## Task
Which lines of the data include the string "along"? List them all.

** Opening Data provided block **

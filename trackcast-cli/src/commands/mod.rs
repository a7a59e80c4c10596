//! CLI subcommands.

pub mod config;
pub mod replay;
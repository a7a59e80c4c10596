//! CLI error type.

use thiserror::Error;
use trackcast::error::{ConfigError, ExtrapolationError};

#[derive(Debug, Error)]
pub enum CliError {
    #[error("I/O error: {0}")]
    Io(#[from] std::io::Error),

    #[error("JSON error: {0}")]
    Json(#[from] serde_json::Error),

    #[error("Configuration error: {0}")]
    Config(#[from] ConfigError),

    #[error(transparent)]
    Extrapolation(#[from] ExtrapolationError),

    #[error("Invalid argument: {0}")]
    Argument(String),
}
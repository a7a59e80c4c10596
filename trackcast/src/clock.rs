//! Wall-clock sources for the extrapolation engine.
//!
//! The engine reads the clock exactly once per tick and uses that instant
//! for every entity, so entities processed late in a tick are not skewed
//! relative to early ones.

use std::fmt;
use std::sync::atomic::{AtomicU64, Ordering};
use std::sync::Arc;

use chrono::Utc;

/// Source of "now" in milliseconds since the Unix epoch.
pub trait Clock: Send + Sync + fmt::Debug {
    fn now_millis(&self) -> f64;
}

/// Real wall-clock time.
#[derive(Debug, Default, Clone, Copy)]
pub struct SystemClock;

impl Clock for SystemClock {
    fn now_millis(&self) -> f64 {
        Utc::now().timestamp_millis() as f64
    }
}

/// Manually driven clock for replay and tests.
#[derive(Debug, Default)]
pub struct ManualClock {
    millis_bits: AtomicU64,
}

impl ManualClock {
    pub fn new(now_millis: f64) -> Self {
        Self {
            millis_bits: AtomicU64::new(now_millis.to_bits()),
        }
    }

    pub fn set(&self, now_millis: f64) {
        self.millis_bits.store(now_millis.to_bits(), Ordering::Relaxed);
    }

    /// Move the clock forward by `millis`.
    pub fn advance(&self, millis: f64) {
        self.set(self.now_millis() + millis);
    }
}

impl Clock for ManualClock {
    fn now_millis(&self) -> f64 {
        f64::from_bits(self.millis_bits.load(Ordering::Relaxed))
    }
}

impl<C: Clock + ?Sized> Clock for Arc<C> {
    fn now_millis(&self) -> f64 {
        (**self).now_millis()
    }
}
//! Forecasting strategies.
//!
//! Two strategies fill the same role and are kept separate on purpose:
//!
//! - [`StatefulForecaster`]: remembers the last rendered position and the
//!   last raw forecast per entity and blends across ticks. Smooth across
//!   report arrivals. This is the default.
//! - [`StatelessForecaster`]: blends from the newest real ping toward this
//!   tick's forecast using only the track it is given. Needs more history
//!   and can jump when a new report arrives, but keeps no memory.

use std::fmt;
use std::str::FromStr;

use serde::{Deserialize, Serialize};
use tracing::trace;

use crate::model::{EntityId, Ping, Track};

use super::blend::interpolate;
use super::predict::{forecast, predict, Lookahead};
use super::state::ExtrapolationState;

/// Produces the position to render for one entity this tick.
pub trait Forecaster: Send + fmt::Debug {
    /// Short name for logging.
    fn name(&self) -> &'static str;

    /// Minimum track length this strategy forecasts from.
    fn min_history(&self) -> usize;

    /// Forecast the current position of `id`, or `None` if `track` is too short.
    fn forecast(&mut self, id: EntityId, track: &Track, lookahead: &Lookahead, now: f64)
        -> Option<Ping>;

    /// Drop memory for ids rejected by `keep`. Returns how many were dropped.
    fn retain(&mut self, _keep: &mut dyn FnMut(EntityId) -> bool) -> usize {
        0
    }

    /// Number of entities the strategy holds memory for.
    fn tracked(&self) -> usize {
        0
    }

    /// Forget everything.
    fn reset(&mut self) {}
}

/// Double-blend forecaster with per-entity memory.
#[derive(Debug, Default)]
pub struct StatefulForecaster {
    state: ExtrapolationState,
}

impl StatefulForecaster {
    pub fn new() -> Self {
        Self::default()
    }

    /// Start from previously captured state.
    pub fn with_state(state: ExtrapolationState) -> Self {
        Self { state }
    }

    pub fn state(&self) -> &ExtrapolationState {
        &self.state
    }
}

impl Forecaster for StatefulForecaster {
    fn name(&self) -> &'static str {
        "stateful"
    }

    fn min_history(&self) -> usize {
        2
    }

    fn forecast(
        &mut self,
        id: EntityId,
        track: &Track,
        lookahead: &Lookahead,
        now: f64,
    ) -> Option<Ping> {
        let (current, previous) = track.latest_pair()?;
        let memory = self.state.recall(id, current);

        let result = predict(
            previous,
            current,
            &memory.position,
            &memory.prediction,
            lookahead,
            now,
        );
        trace!(id, position = %result.position, prediction = %result.prediction, "Forecast");

        self.state.remember(id, result.position, result.prediction);
        Some(result.position)
    }

    fn retain(&mut self, keep: &mut dyn FnMut(EntityId) -> bool) -> usize {
        self.state.retain(keep)
    }

    fn tracked(&self) -> usize {
        self.state.len()
    }

    fn reset(&mut self) {
        self.state.clear();
    }
}

/// Single-blend forecaster without memory.
///
/// Only forecasts tracks holding more than two pings.
#[derive(Debug, Default, Clone, Copy)]
pub struct StatelessForecaster;

impl Forecaster for StatelessForecaster {
    fn name(&self) -> &'static str {
        "stateless"
    }

    fn min_history(&self) -> usize {
        3
    }

    fn forecast(
        &mut self,
        id: EntityId,
        track: &Track,
        lookahead: &Lookahead,
        now: f64,
    ) -> Option<Ping> {
        if track.len() < self.min_history() {
            return None;
        }
        let (current, previous) = track.latest_pair()?;

        let prediction = forecast(previous, current);
        let alpha = lookahead.alpha(current.time, now);
        let position = interpolate(current, &prediction, alpha);
        trace!(id, %position, alpha, "Forecast");

        Some(position)
    }
}

/// Which [`Forecaster`] an engine uses.
#[derive(Debug, Clone, Copy, Default, PartialEq, Eq, Serialize, Deserialize)]
#[serde(rename_all = "lowercase")]
pub enum ExtrapolationStrategy {
    #[default]
    Stateful,
    Stateless,
}

impl ExtrapolationStrategy {
    pub fn as_str(&self) -> &'static str {
        match self {
            ExtrapolationStrategy::Stateful => "stateful",
            ExtrapolationStrategy::Stateless => "stateless",
        }
    }

    /// Instantiate a fresh forecaster for this strategy.
    pub fn forecaster(&self) -> Box<dyn Forecaster> {
        match self {
            ExtrapolationStrategy::Stateful => Box::new(StatefulForecaster::new()),
            ExtrapolationStrategy::Stateless => Box::new(StatelessForecaster),
        }
    }
}

impl fmt::Display for ExtrapolationStrategy {
    fn fmt(&self, f: &mut fmt::Formatter<'_>) -> fmt::Result {
        write!(f, "{}", self.as_str())
    }
}

impl FromStr for ExtrapolationStrategy {
    type Err = String;

    fn from_str(s: &str) -> Result<Self, Self::Err> {
        match s.trim().to_lowercase().as_str() {
            "stateful" => Ok(ExtrapolationStrategy::Stateful),
            "stateless" => Ok(ExtrapolationStrategy::Stateless),
            other => Err(format!("unknown extrapolation strategy '{}'", other)),
        }
    }
}
//! Replay a recorded scenario through the engine.
//!
//! Scenario files are JSON:
//!
//! ```json
//! {
//!   "entities": [{ "id": 7, "latitude": 10.0, "longitude": 20.0, "altitude": 1000.0,
//!                  "created_at": "2024-05-01T12:00:00Z", "updated_at": "2024-05-01T12:00:00Z" }],
//!   "tracks": { "7": [{ "position": [10.0, 20.0], "altitude": 1000.0, "heading": 90.0, "time": 1000.0 },
//!                     { "position": [10.0, 19.0], "altitude": 1000.0, "heading": 90.0, "time": 0.0 }] }
//! }
//! ```
//!
//! Ticks run on a manual clock starting at the newest ping in the scenario.
//! Each track is first cut to the configured `track_trail_length`.

use std::collections::HashMap;
use std::io::Write;
use std::path::PathBuf;
use std::sync::Arc;
use std::time::Duration;

use clap::{Args, ValueEnum};
use serde::{Deserialize, Serialize};
use tracing::{debug, info};
use trackcast::clock::ManualClock;
use trackcast::config::ExtrapolationConfig;
use trackcast::extrapolation::{ExtrapolationEngine, ExtrapolationStrategy};
use trackcast::model::{Entity, EntityId, Track};

use super::config::load_config;
use crate::error::CliError;

/// Most ticks a single replay will run.
pub const MAX_TICKS: usize = 1_000_000;

/// Strategy selection for CLI arguments.
#[derive(Debug, Clone, Copy, ValueEnum, PartialEq)]
pub enum StrategyArg {
    /// Blend across ticks using per-entity memory
    Stateful,
    /// Blend from the newest report only (needs three reports)
    Stateless,
}

impl From<StrategyArg> for ExtrapolationStrategy {
    fn from(arg: StrategyArg) -> Self {
        match arg {
            StrategyArg::Stateful => ExtrapolationStrategy::Stateful,
            StrategyArg::Stateless => ExtrapolationStrategy::Stateless,
        }
    }
}

#[derive(Debug, Args)]
pub struct ReplayArgs {
    /// Scenario JSON file
    pub file: PathBuf,

    /// Expected seconds between server updates (overrides config)
    #[arg(long)]
    pub refresh_rate: Option<f64>,

    /// Forecasting strategy (overrides config)
    #[arg(long, value_enum)]
    pub strategy: Option<StrategyArg>,

    /// Number of ticks to run (at most 1000000)
    #[arg(long, default_value_t = 10)]
    pub ticks: usize,

    /// Milliseconds between ticks
    #[arg(long, default_value_t = 100.0)]
    pub interval_ms: f64,

    /// Config file (defaults to the user config location)
    #[arg(long)]
    pub config: Option<PathBuf>,
}

/// Recorded entities and their newest-first tracks.
#[derive(Debug, Clone, Default, Deserialize)]
pub struct Scenario {
    #[serde(default)]
    pub entities: Vec<Entity>,
    #[serde(default)]
    pub tracks: HashMap<EntityId, Track>,
}

impl Scenario {
    /// Time of the newest ping across all tracks.
    pub fn latest_time(&self) -> Option<f64> {
        self.tracks
            .values()
            .filter_map(|t| t.first().map(|p| p.time))
            .reduce(f64::max)
    }

    /// Tracks cut down to their newest `trail_length` pings.
    pub fn trimmed_tracks(&self, trail_length: usize) -> HashMap<EntityId, Track> {
        self.tracks
            .iter()
            .map(|(&id, track)| {
                let mut track = track.clone();
                track.truncate(trail_length);
                (id, track)
            })
            .collect()
    }
}

/// One rendered entity position.
#[derive(Debug, Clone, PartialEq, Serialize)]
pub struct ReplayLine {
    pub tick: usize,
    pub id: EntityId,
    pub latitude: f64,
    pub longitude: f64,
    pub altitude: f64,
}

/// Run the replay command.
pub fn run(args: ReplayArgs) -> Result<(), CliError> {
    let mut config = load_config(args.config.as_deref())?;
    if let Some(rate) = args.refresh_rate {
        let refresh_rate = Duration::try_from_secs_f64(rate)
            .map_err(|_| CliError::Argument(format!("refresh rate {} is not valid", rate)))?;
        config = config.with_refresh_rate(refresh_rate);
    }
    if let Some(strategy) = args.strategy {
        config = config.with_strategy(strategy.into());
    }

    let content = std::fs::read_to_string(&args.file)?;
    let scenario: Scenario = serde_json::from_str(&content)?;
    info!(
        file = %args.file.display(),
        entities = scenario.entities.len(),
        tracks = scenario.tracks.len(),
        strategy = %config.strategy,
        "Replaying scenario"
    );

    let lines = replay(&scenario, config, args.ticks, args.interval_ms)?;

    let stdout = std::io::stdout();
    let mut out = stdout.lock();
    for line in &lines {
        serde_json::to_writer(&mut out, line)?;
        writeln!(out)?;
    }
    Ok(())
}

/// Tick the engine `ticks` times, `interval_ms` apart, collecting entity positions.
///
/// Each tick sees the scenario's recorded tracks, trimmed to the configured
/// trail length; forecasts are not fed
/// back, just as a host's canonical tracks only grow with real reports.
pub fn replay(
    scenario: &Scenario,
    config: ExtrapolationConfig,
    ticks: usize,
    interval_ms: f64,
) -> Result<Vec<ReplayLine>, CliError> {
    if !interval_ms.is_finite() || interval_ms < 0.0 {
        return Err(CliError::Argument(format!(
            "tick interval {} is not valid",
            interval_ms
        )));
    }
    if ticks > MAX_TICKS {
        return Err(CliError::Argument(format!(
            "tick count {} exceeds the limit of {}",
            ticks, MAX_TICKS
        )));
    }

    let tracks = scenario.trimmed_tracks(config.track_trail_length);
    debug!(trail_length = config.track_trail_length, "Trimmed scenario tracks");

    let clock = Arc::new(ManualClock::new(scenario.latest_time().unwrap_or(0.0)));
    let mut engine = ExtrapolationEngine::with_clock(config, Box::new(Arc::clone(&clock)))?;

    let entities: HashMap<EntityId, Entity> = scenario
        .entities
        .iter()
        .map(|e| (e.id, e.clone()))
        .collect();

    let mut lines = Vec::with_capacity(ticks.saturating_mul(entities.len()));
    for tick in 0..ticks {
        let out = engine.tick(&entities, &tracks);

        let mut ids: Vec<&EntityId> = out.entities.keys().collect();
        ids.sort();
        for id in ids {
            let entity = &out.entities[id];
            lines.push(ReplayLine {
                tick,
                id: *id,
                latitude: entity.latitude,
                longitude: entity.longitude,
                altitude: entity.altitude,
            });
        }
        clock.advance(interval_ms);
    }

    Ok(lines)
}
//! Configuration inspection commands.

use std::path::PathBuf;

use clap::Subcommand;
use trackcast::config::{config_file_path, ExtrapolationConfig};

use crate::error::CliError;

/// Config subcommands.
#[derive(Debug, Subcommand)]
pub enum ConfigCommands {
    /// Show the configuration file path
    Path,

    /// Show the effective extrapolation settings
    Show {
        /// Read this file instead of the default location
        #[arg(long)]
        config: Option<PathBuf>,
    },
}

/// Run a config subcommand.
pub fn run(command: ConfigCommands) -> Result<(), CliError> {
    match command {
        ConfigCommands::Path => {
            println!("{}", config_file_path().display());
            Ok(())
        }
        ConfigCommands::Show { config } => {
            let config = load_config(config.as_deref())?;
            print!("{}", config.to_ini_string());
            Ok(())
        }
    }
}

/// Load settings from `path`, or from the default location when `None`.
pub fn load_config(path: Option<&std::path::Path>) -> Result<ExtrapolationConfig, CliError> {
    let config = match path {
        Some(path) => ExtrapolationConfig::load_from(path)?,
        None => ExtrapolationConfig::load()?,
    };
    Ok(config)
}
//! Extrapolation settings.
//!
//! Settings live in the `[extrapolation]` section of an INI file:
//!
//! ```ini
//! [extrapolation]
//! enabled = true
//! refresh_rate = 1.0
//! strategy = stateful
//! evict_stale = true
//! track_trail_length = 9
//! ```
//!
//! Missing keys keep their defaults and unknown keys are ignored.

use std::path::{Path, PathBuf};
use std::time::Duration;

use ini::Ini;
use tracing::{debug, warn};

use crate::error::{ConfigError, ExtrapolationError};
use crate::extrapolation::{ExtrapolationStrategy, Lookahead};
use crate::model::DEFAULT_TRAIL_LENGTH;

/// INI section holding the extrapolation settings.
pub const CONFIG_SECTION: &str = "extrapolation";

/// Default expected interval between server updates.
pub const DEFAULT_REFRESH_RATE: Duration = Duration::from_secs(1);

/// Settings for one extrapolation engine.
#[derive(Debug, Clone, PartialEq)]
pub struct ExtrapolationConfig {
    /// Whether ticks extrapolate at all. When off, ticks pass data through.
    pub enabled: bool,

    /// Expected interval between server updates. Must be non-zero.
    pub refresh_rate: Duration,

    /// Forecasting strategy.
    pub strategy: ExtrapolationStrategy,

    /// Drop forecaster memory for entities that vanished from a tick.
    pub evict_stale: bool,

    /// Real reports to keep per track. Ingestion applies it through
    /// [`crate::model::Track::record`]; the CLI replay trims scenario tracks to it.
    pub track_trail_length: usize,
}

impl Default for ExtrapolationConfig {
    fn default() -> Self {
        Self {
            enabled: true,
            refresh_rate: DEFAULT_REFRESH_RATE,
            strategy: ExtrapolationStrategy::default(),
            evict_stale: true,
            track_trail_length: DEFAULT_TRAIL_LENGTH,
        }
    }
}

impl ExtrapolationConfig {
    pub fn with_enabled(mut self, enabled: bool) -> Self {
        self.enabled = enabled;
        self
    }

    pub fn with_refresh_rate(mut self, refresh_rate: Duration) -> Self {
        self.refresh_rate = refresh_rate;
        self
    }

    pub fn with_strategy(mut self, strategy: ExtrapolationStrategy) -> Self {
        self.strategy = strategy;
        self
    }

    pub fn with_evict_stale(mut self, evict_stale: bool) -> Self {
        self.evict_stale = evict_stale;
        self
    }

    pub fn with_track_trail_length(mut self, length: usize) -> Self {
        self.track_trail_length = length;
        self
    }

    /// Lookahead window for the configured refresh rate.
    pub fn lookahead(&self) -> Result<Lookahead, ExtrapolationError> {
        Lookahead::from_refresh_rate(self.refresh_rate.as_secs_f64())
    }

    /// Check the settings an engine cannot run without.
    pub fn validate(&self) -> Result<(), ExtrapolationError> {
        self.lookahead().map(|_| ())
    }

    /// Load from the default config file, falling back to defaults if it is absent.
    pub fn load() -> Result<Self, ConfigError> {
        let path = config_file_path();
        if !path.exists() {
            debug!(path = %path.display(), "No config file, using defaults");
            return Ok(Self::default());
        }
        Self::load_from(&path)
    }

    /// Load from a specific INI file.
    pub fn load_from(path: &Path) -> Result<Self, ConfigError> {
        let content = std::fs::read_to_string(path)?;
        let config = Self::from_ini_str(&content)?;
        debug!(path = %path.display(), ?config, "Loaded config");
        Ok(config)
    }

    /// Parse INI text.
    pub fn from_ini_str(content: &str) -> Result<Self, ConfigError> {
        let ini = Ini::load_from_str(content).map_err(|e| ConfigError::Parse(e.to_string()))?;
        let mut config = Self::default();

        let Some(section) = ini.section(Some(CONFIG_SECTION)) else {
            return Ok(config);
        };

        for (key, value) in section.iter() {
            match key {
                "enabled" => config.enabled = parse_bool(key, value)?,
                "refresh_rate" => config.refresh_rate = parse_seconds(key, value)?,
                "strategy" => {
                    config.strategy = value
                        .parse()
                        .map_err(|_| invalid_value(key, value))?
                }
                "evict_stale" => config.evict_stale = parse_bool(key, value)?,
                "track_trail_length" => {
                    config.track_trail_length =
                        value.trim().parse().map_err(|_| invalid_value(key, value))?
                }
                other => warn!(key = other, "Ignoring unknown config key"),
            }
        }

        Ok(config)
    }

    /// Render as INI text (the same format [`from_ini_str`](Self::from_ini_str) reads).
    pub fn to_ini_string(&self) -> String {
        format!(
            "[{}]\nenabled = {}\nrefresh_rate = {}\nstrategy = {}\nevict_stale = {}\ntrack_trail_length = {}\n",
            CONFIG_SECTION,
            self.enabled,
            self.refresh_rate.as_secs_f64(),
            self.strategy,
            self.evict_stale,
            self.track_trail_length
        )
    }
}

/// Default location of the config file.
pub fn config_file_path() -> PathBuf {
    dirs::config_dir()
        .unwrap_or_else(|| PathBuf::from("."))
        .join("trackcast")
        .join("config.ini")
}

fn invalid_value(key: &str, value: &str) -> ConfigError {
    ConfigError::InvalidValue {
        key: format!("{}.{}", CONFIG_SECTION, key),
        value: value.to_string(),
    }
}

fn parse_bool(key: &str, value: &str) -> Result<bool, ConfigError> {
    match value.trim().to_lowercase().as_str() {
        "true" | "yes" | "on" | "1" => Ok(true),
        "false" | "no" | "off" | "0" => Ok(false),
        _ => Err(invalid_value(key, value)),
    }
}

fn parse_seconds(key: &str, value: &str) -> Result<Duration, ConfigError> {
    let secs: f64 = value.trim().parse().map_err(|_| invalid_value(key, value))?;
    Duration::try_from_secs_f64(secs).map_err(|_| invalid_value(key, value))
}
//! Data model shared by ingestion, extrapolation and rendering.
//!
//! - [`Ping`]: one timestamped kinematic sample
//! - [`Track`]: newest-first ping history for one entity
//! - [`Entity`]: the renderable object whose position mirrors its track

mod entity;
mod ping;
mod track;

pub use entity::{Entity, EntityId};
pub use ping::Ping;
pub use track::{Track, DEFAULT_TRAIL_LENGTH};
//! Contact detection and collision resolution
//!
//! Detection is plain box overlap. Resolution maps a contact to exactly one
//! effect based on the other body's kind; the `match` is exhaustive so a new
//! kind cannot be added without deciding what touching it does.

use glam::Vec2;

use super::entity::{Entity, EntityKind};
use super::level::LevelId;
use crate::consts::*;

/// Result of a box-vs-box penetration check
#[derive(Debug, Clone)]
pub struct CollisionResult {
    /// Whether a collision occurred
    pub hit: bool,
    /// Surface normal pointing from the solid toward the mover
    pub normal: Vec2,
    /// Penetration depth along the normal
    pub penetration: f32,
}

impl CollisionResult {
    pub fn miss() -> Self {
        Self {
            hit: false,
            normal: Vec2::ZERO,
            penetration: 0.0,
        }
    }
}

/// Penetration of a moving box into a solid box, resolved along the axis of
/// least overlap
pub fn box_box_collision(
    mover_pos: Vec2,
    mover_half: Vec2,
    solid_pos: Vec2,
    solid_half: Vec2,
) -> CollisionResult {
    let delta = mover_pos - solid_pos;
    let overlap = mover_half + solid_half - delta.abs();
    if overlap.x <= 0.0 || overlap.y <= 0.0 {
        return CollisionResult::miss();
    }

    if overlap.x < overlap.y {
        let sign = if delta.x < 0.0 { -1.0 } else { 1.0 };
        CollisionResult {
            hit: true,
            normal: Vec2::new(sign, 0.0),
            penetration: overlap.x,
        }
    } else {
        let sign = if delta.y < 0.0 { -1.0 } else { 1.0 };
        CollisionResult {
            hit: true,
            normal: Vec2::new(0.0, sign),
            penetration: overlap.y,
        }
    }
}

/// Zero the velocity component driving into the surface
#[inline]
pub fn cancel_into_surface(velocity: Vec2, normal: Vec2) -> Vec2 {
    let into = velocity.dot(normal);
    if into < 0.0 {
        velocity - into * normal
    } else {
        velocity
    }
}

/// What touching an entity does to the character
#[derive(Debug, Clone, Copy, PartialEq, Eq)]
pub enum PlayerEffect {
    /// Gain credits and remove the item; queen eggs also launch the chicken
    Collect { credits: u32, bounce: bool },
    /// Terminal failure
    Roast,
    /// Advance to the next level
    Exit,
    /// Remove the bucket and unlock shooting
    CollectWater,
    /// Remove the golden egg and win
    CollectReward,
}

/// Resolve a contact between the chicken and an entity of `kind`
pub fn resolve_player_contact(
    kind: EntityKind,
    level: LevelId,
    level_complete: bool,
) -> Option<PlayerEffect> {
    match kind {
        EntityKind::Egg => Some(PlayerEffect::Collect {
            credits: EGG_CREDITS,
            bounce: false,
        }),
        EntityKind::QueenEgg => Some(PlayerEffect::Collect {
            credits: QUEEN_EGG_CREDITS,
            bounce: true,
        }),
        EntityKind::Fire | EntityKind::MovingFire | EntityKind::LastMovingFire => {
            Some(PlayerEffect::Roast)
        }
        EntityKind::Nest if level == LevelId::One => Some(PlayerEffect::Exit),
        EntityKind::Door if level == LevelId::Two && level_complete => Some(PlayerEffect::Exit),
        EntityKind::WaterBucket => Some(PlayerEffect::CollectWater),
        EntityKind::GoldEgg => Some(PlayerEffect::CollectReward),
        EntityKind::Nest
        | EntityKind::Door
        | EntityKind::WaterProjectile
        | EntityKind::Ground
        | EntityKind::Border
        | EntityKind::Grass
        | EntityKind::Fireworks => None,
    }
}

/// What a burning hazard does to an entity touching it
#[derive(Debug, Clone, Copy, PartialEq, Eq)]
pub enum HazardEffect {
    /// Destroy the egg
    BurnEgg,
    /// Destroy the projectile; the fire stays lit
    AbsorbHit { hits: u8 },
    /// Destroy the projectile and the fire
    Extinguish { spawn_reward: bool },
}

/// Resolve a contact between a burning hazard and a non-player entity.
///
/// Only hazards that carry the fire handler (`burns`) react at all.
pub fn resolve_hazard_contact(hazard: &Entity, other: EntityKind) -> Option<HazardEffect> {
    if !hazard.burns || !hazard.kind.is_fire() {
        return None;
    }
    match other {
        EntityKind::Egg => Some(HazardEffect::BurnEgg),
        EntityKind::WaterProjectile => {
            let hits = hazard.hits.saturating_add(1);
            if hits < EXTINGUISH_HITS {
                Some(HazardEffect::AbsorbHit { hits })
            } else {
                Some(HazardEffect::Extinguish {
                    spawn_reward: hazard.kind == EntityKind::LastMovingFire,
                })
            }
        }
        _ => None,
    }
}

** Closing Data provided block **

## Expected answer
    /// Penetration depth along the normal
/// Penetration of a moving box into a solid box, resolved along the axis of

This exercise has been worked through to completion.